Le 24 septembre dernier Ellen Lupton a ouvert ce site. La première note a pour titre « pourquoi un créateur de caractère ferait-il pas don d'une de ses police ? ». Ellen Lupton propose que ce soit un cadeau désintéressé à l'humanité et lui faire prendre conscience de la qualité de l'importance de la typographie; Pour partager les ressources visuelle qui pourraient être employées par toutes sortes d'utilisateurs ou encore pour permettre à des créateurs de s'en servir pour adapter ces polices à des langues peu répandues. Elle ne manque pas d'idéée pour ce "manifesto".
Mais en posant cette question, Ellen Lupton nous interpelle plus largement. Pourquoi il n'existe pas un mouvement de création libre de droits dans la typographie comme il en existe dans une multitude d'autres domaines de création : la musique, les logiciels ? Lors de sa conférence à l'atypi 2006 qui s'est tenue fin septembre à Barcelone, elle a poursuivi ce questionnement. Elle pense que parmis les espoirs du modernisme était aussi celui de partager une vision typographique internationale unifiée, illustré par des expériences telles que l'Universal d'Herbert Bayer et l'Univers d'Adrian Frutiger. Les bouleversements post-modernes des années 70 et du 80s ont posé le doute sur ces ambitions. La société globale d'aujourd'hui porte ses propres défis. Selon Ellen il faut maintenant relier la typographie aux styles de vie nomades, aux marchés globaux, et à la culture typographique. Clarifier les différences entre une typo copiée, libre de droit, achetée, conçue pour un commanditaire....

© Henrique Nardi
Ellen Lupton est écrivain, curateur, et graphic designer. Directrice du programme de design graphique Maryland Institute College of Art à Baltimore.Elle a écrit et participé à plusieurs livres publiés chez Princeton architectural press.
Commentaires
Free Typo
Ceci est une excellente idée.
Il serait également intéressant de contocter un dossier compressé et téléchargeable des polices de caractères libres de droits et utilisables pour tout type d'activité : Histoire de donner un peu de visibilité à la diversité des créations en ce domaine.
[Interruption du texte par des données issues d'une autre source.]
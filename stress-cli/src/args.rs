//! Command-line argument parsing.
//!
//! The surface deliberately mirrors how a gateway is configured: apart
//! from a handful of recognized options, every `--name=value` pair is
//! forwarded verbatim as a protocol parameter. That rules out a
//! declarative parser, so this is a small hand-rolled pass over argv.

use std::time::Duration;

use stress_client::ConnectConfig;
use thiserror::Error;

/// Default gateway endpoint.
pub const DEFAULT_HOST: &str = "localhost";
/// Default gateway port.
pub const DEFAULT_PORT: u16 = 4822;

/// Fully parsed invocation options.
#[derive(Debug, Clone, PartialEq, Eq)]
pub struct Options {
    /// Gateway host to connect to.
    pub host: String,
    /// Gateway port to connect to.
    pub port: u16,
    /// Session time limit; zero means unlimited.
    pub time_limit: Duration,
    /// Whether the load generator is enabled.
    pub hammer: bool,
    /// Protocol and forwarded parameters.
    pub config: ConnectConfig,
}

/// Configuration errors, all fatal before any connection is attempted.
#[derive(Debug, Error, PartialEq, Eq)]
pub enum ArgsError {
    /// No usable `--protocol=NAME` was given.
    #[error("required option --protocol was not specified")]
    MissingProtocol,

    /// The port in `host:port` did not parse.
    #[error("invalid port {0:?}")]
    InvalidPort(String),

    /// `--time-limit` was not a millisecond count.
    #[error("invalid time limit {0:?} (expected milliseconds)")]
    InvalidTimeLimit(String),
}

/// Parse command-line arguments (excluding the program name).
///
/// Recognized: positional `host[:port]` (last occurrence wins),
/// `--protocol=NAME` (required), `--time-limit=MS`, `--enable=hammer`.
/// Anything else of the form `--name[=value]` becomes a protocol
/// parameter; a missing value is forwarded as the empty string.
pub fn parse_args(args: &[String]) -> Result<Options, ArgsError> {
    let mut host = DEFAULT_HOST.to_string();
    let mut port = DEFAULT_PORT;
    let mut time_limit = Duration::ZERO;
    let mut hammer = false;
    let mut protocol: Option<String> = None;
    let mut parameters: Vec<(String, String)> = Vec::new();

    for arg in args {
        match split_flag(arg) {
            // Positional: host[:port].
            None => match arg.split_once(':') {
                Some((h, p)) => {
                    host = h.to_string();
                    port = p
                        .parse()
                        .map_err(|_| ArgsError::InvalidPort(p.to_string()))?;
                }
                None => host = arg.clone(),
            },
            Some(("protocol", value)) => protocol = value.map(str::to_string),
            Some(("time-limit", value)) => {
                let value = value.unwrap_or("");
                let millis: u64 = value
                    .parse()
                    .map_err(|_| ArgsError::InvalidTimeLimit(value.to_string()))?;
                time_limit = Duration::from_millis(millis);
            }
            Some(("enable", value)) => {
                if value == Some("hammer") {
                    hammer = true;
                }
            }
            Some((name, value)) => {
                parameters.push((name.to_string(), value.unwrap_or("").to_string()));
            }
        }
    }

    let mut config = ConnectConfig::new(protocol.ok_or(ArgsError::MissingProtocol)?);
    for (name, value) in parameters {
        config.set_parameter(name, value);
    }

    Ok(Options {
        host,
        port,
        time_limit,
        hammer,
        config,
    })
}

/// Split `--name[=value]` into its parts; `None` for positional arguments.
fn split_flag(arg: &str) -> Option<(&str, Option<&str>)> {
    let body = arg.strip_prefix("--")?;
    match body.split_once('=') {
        Some((name, value)) => Some((name, Some(value))),
        None => Some((body, None)),
    }
}
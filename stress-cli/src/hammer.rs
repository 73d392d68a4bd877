//! The load generator ("hammer").
//!
//! Continuously writes random, syntactically well-formed protocol
//! elements whose boundaries never line up with coherent instruction
//! framing, exercising the remote parser's robustness. Every element
//! names a reserved opcode (leading `_`), which no real protocol opcode
//! uses, so the remote side can never interpret the traffic.

use std::time::Duration;

use rand::rngs::StdRng;
use rand::Rng;
use stress_client::{InstructionWriter, TransportError};
use tokio::sync::watch;
use tokio::task::JoinHandle;

/// Maximum random element content length, in characters.
pub const MAX_CONTENT_LENGTH: usize = 1024;

/// Lowest codepoint used in random element content.
const MIN_CHAR: u8 = 0x20;
/// Highest codepoint used in random element content.
const MAX_CHAR: u8 = 0x7F;

/// How the hammer task ended.
#[derive(Debug, Clone, Copy, PartialEq, Eq)]
pub enum HammerOutcome {
    /// The shutdown signal fired.
    Stopped,
    /// A write failed; the generator stopped without affecting the
    /// session outcome.
    WriteFailed,
}

/// Produce one random protocol element, terminator included.
///
/// The element is `decimal(1 + L)` + `.` + `_` + `L` random characters in
/// `[0x20, 0x7F]`, with `L` uniform in `[1, 1024]` and a terminator
/// chosen uniformly from `,` and `;`. The `1 +` in the length prefix
/// accounts for the `_` sentinel; the declared length must stay
/// numerically exact or the traffic stops being well-formed.
pub fn random_element<R: Rng>(rng: &mut R) -> String {
    let length = rng.gen_range(1..=MAX_CONTENT_LENGTH);
    let mut element = String::with_capacity(length + 8);
    element.push_str(&(length + 1).to_string());
    element.push('.');
    element.push('_');
    for _ in 0..length {
        element.push(rng.gen_range(MIN_CHAR..=MAX_CHAR) as char);
    }
    element.push(if rng.gen_bool(0.5) { ',' } else { ';' });
    element
}

/// Write `s` through the raw channel in random-length chunks, simulating
/// arbitrary network segmentation.
///
/// Chunk sizes are drawn uniformly from `[1, len(s)]` and clamped to the
/// remaining length, so the loop always makes progress and the emitted
/// chunks concatenate back to `s` exactly. The first write failure is
/// returned; nothing is retried.
pub async fn write_randomly<R, W>(
    writer: &mut W,
    rng: &mut R,
    s: &str,
) -> Result<(), TransportError>
where
    R: Rng,
    W: InstructionWriter + ?Sized,
{
    let original_len = s.len();
    let mut remaining = s.as_bytes();
    while !remaining.is_empty() {
        let size = rng.gen_range(1..=original_len).min(remaining.len());
        let (chunk, rest) = remaining.split_at(size);
        writer.write_raw(chunk).await?;
        remaining = rest;
    }
    Ok(())
}

/// Spawn the hammer on its own task.
///
/// The task loops forever: synthesize an element, fragment-write it,
/// optionally pause for `pacing`, repeat. It never reads from the
/// connection. It ends when `shutdown` is signalled or a write fails,
/// and reports which through its join handle.
pub fn spawn_hammer<W>(
    mut writer: W,
    mut rng: StdRng,
    pacing: Option<Duration>,
    mut shutdown: watch::Receiver<bool>,
) -> JoinHandle<HammerOutcome>
where
    W: InstructionWriter + 'static,
{
    tokio::spawn(async move {
        loop {
            let element = random_element(&mut rng);
            tokio::select! {
                biased;
                _ = shutdown.changed() => {
                    tracing::debug!("Hammer stopped");
                    return HammerOutcome::Stopped;
                }
                result = write_randomly(&mut writer, &mut rng, &element) => {
                    if let Err(e) = result {
                        tracing::debug!("Hammer write failed: {}", e);
                        return HammerOutcome::WriteFailed;
                    }
                }
            }
            if let Some(pause) = pacing {
                tokio::select! {
                    biased;
                    _ = shutdown.changed() => {
                        tracing::debug!("Hammer stopped");
                        return HammerOutcome::Stopped;
                    }
                    () = tokio::time::sleep(pause) => {}
                }
            }
        }
    })
}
Mais peut-être que cela existe déjà ?
ellen lupton
je trouve intéressante la démarche d'Ellen Lupton, même si je n'y adhère pas complètement. Je m'en suis expliqué déjà dans deux notes précédentes ici et là.
Je ferai également remarquer que la lettre ouverte d'Andrei Michael Herasimchuk s'adressant à John Warnock est antérieure de quelques semaines à la réunion de l'Atypi à Lisbonne. J'aimerais bien connaître les retombées (press-medias et professionelles au sein des organisations comme l'ATYPI voire l'AIGA) de l'énoncé de cette missive publique.
Ce que j'en pense: c'est que la notoriété des caractères dépend de plusieurs facteurs:
1) présence dans les catalogues des fonderies les plus connues de la planète
2) la notoriété de leur propre créateur et par voie de conséquence celle de leur site en ligne
3) l'utilisation des caractères dans des publications dont la notoriété même propulse celles-ci sur la scène d'une visibilité internationale.
4) la publicité qui en sont faites par les organisations typographiques internationales.
Il me semble donc assez paradoxale de demander aux créateurs de faire don d'une de leurs typos (ce que j'ai initié pour exemple dans l'article que j'ai consacré à l'œuvre de Paul Gabor en mettant une des graisses du Mermoz en téléchargement libre) alors que l'initiative devrait venir des organisations qui disposent de la plus grande visibilité mondiale. J'aimerais bien que Jean-François Porchez, en tant que représentant officiel de l'ATYPI en France veuille bien donner son avis sur ces questions, que ce soit ici sur le blog d'étapes, ou directement sur son site du typographe.com (ou les deux mon capitaine ;-). Il m'apparaît essentiel que les typographes français par le rôle de plus en plus important qu'ils jouent sur la scène internationale de la création typo, reprennent la main sur cette affaire d'un fonds humanitaire que j'avais pompeusement (personne n'est parfait) intitulé fonds Gutenberg, ne serait ce que pour une raison historique: l'ATYPI a été créé par Charles Peignot et John Dreyfus bien avant l'existence d'ITC, et de bien d'autres organismes commerciales et institutionnelles. La France a vocation de faire entendre sa voix sur cette question même si on peut déplorer que la Culture et l'Education n'aient toujours pas réussi à se mettre d'accord sur l'avenir du cabinet des poinçons de l'Imprimerie Nationale. C'est justement peut-être l'occasion de faire du lobbying auprès des ministères en rebondissant sur l'appel d'Ellen Lupton.